Obbediente, l’Occhio bloccò la ripresa sull’immagine di tre umani vestiti di nero, a prima vista identici a tutti gli altri parassiti umani che infestavano quella terra. Erano i responsabili della strage alla locanda, ma non era questo che aveva turbato l’Arcivescovo Stregone. I suoi occhietti indagatori si concentrarono sugli abiti dei tre, sulle strane armi che portavano….
E queste gli fecero tornare alla mente qualcosa, altre immagini riprese non molti anni prima da un altro Occhio di Zaboera.

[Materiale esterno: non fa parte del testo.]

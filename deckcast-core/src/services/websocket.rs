//! WebSocket implementation of the deck transport.

use async_trait::async_trait;
use deckcast_sdk::client::{ClientError, DeckStream, StreamingClient};
use futures_util::{SinkExt, StreamExt};
use tokio_tungstenite::tungstenite::Message;

use super::transport::{DeckConnector, DeckTransport, Inbound, TransportError};
use crate::events::DeckId;

/// Dials `stream=playlist&deck={n}` on the Mastodon streaming endpoint.
#[derive(Debug, Clone)]
pub struct WebSocketConnector {
    client: StreamingClient,
}

impl WebSocketConnector {
    pub fn new(client: StreamingClient) -> Self {
        Self { client }
    }
}

#[async_trait]
impl DeckConnector for WebSocketConnector {
    type Transport = WebSocketTransport;

    async fn connect(&self, deck: DeckId) -> Result<Self::Transport, TransportError> {
        match self.client.connect(deck.get()).await {
            Ok(stream) => Ok(WebSocketTransport { stream }),
            Err(ClientError::WebSocket(e)) => Err(TransportError::WebSocket(e)),
            Err(e) => Err(TransportError::Dial(e.to_string())),
        }
    }
}

/// An open deck stream.
pub struct WebSocketTransport {
    stream: DeckStream,
}

#[async_trait]
impl DeckTransport for WebSocketTransport {
    async fn recv(&mut self) -> Option<Result<Inbound, TransportError>> {
        let message = match self.stream.next().await? {
            Ok(message) => message,
            Err(e) => return Some(Err(e.into())),
        };

        let inbound = match message {
            Message::Text(text) => Inbound::Text(text.to_string()),
            Message::Binary(data) => match String::from_utf8(data.to_vec()) {
                Ok(text) => Inbound::Text(text),
                Err(_) => Inbound::Other,
            },
            Message::Pong(_) => Inbound::Pong,
            Message::Close(_) => Inbound::Closed,
            // Server pings are answered by tungstenite on the next read.
            Message::Ping(_) | Message::Frame(_) => Inbound::Other,
        };
        Some(Ok(inbound))
    }

    async fn ping(&mut self) -> Result<(), TransportError> {
        self.stream.send(Message::Ping(Default::default())).await?;
        Ok(())
    }

    async fn close(&mut self) {
        let _ = self.stream.close(None).await;
    }
}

“Ih ih ih ih!” l’Occhio si divincolò di scatto dalla presa del suo padrone, spaventato dal suo improvviso scoppio di risa. “Ih ih, torna qui mio piccolo servitore, hai fatto un ottimo lavoro e ho ancora bisogno di te” La piccola creatura tornò indietro fluttuando, rassicurata dal tono compiaciuto del suo signore. Colto da un’insolita vena di tenerezza, Zaboera le accarezzò i tentacoli sulla sommità, scatenando un’ondata di gioiosi “pipu pipu”.
“Ti faccio i miei complimenti. Il Grande Satana sarà molto felice di vedere queste immagini”.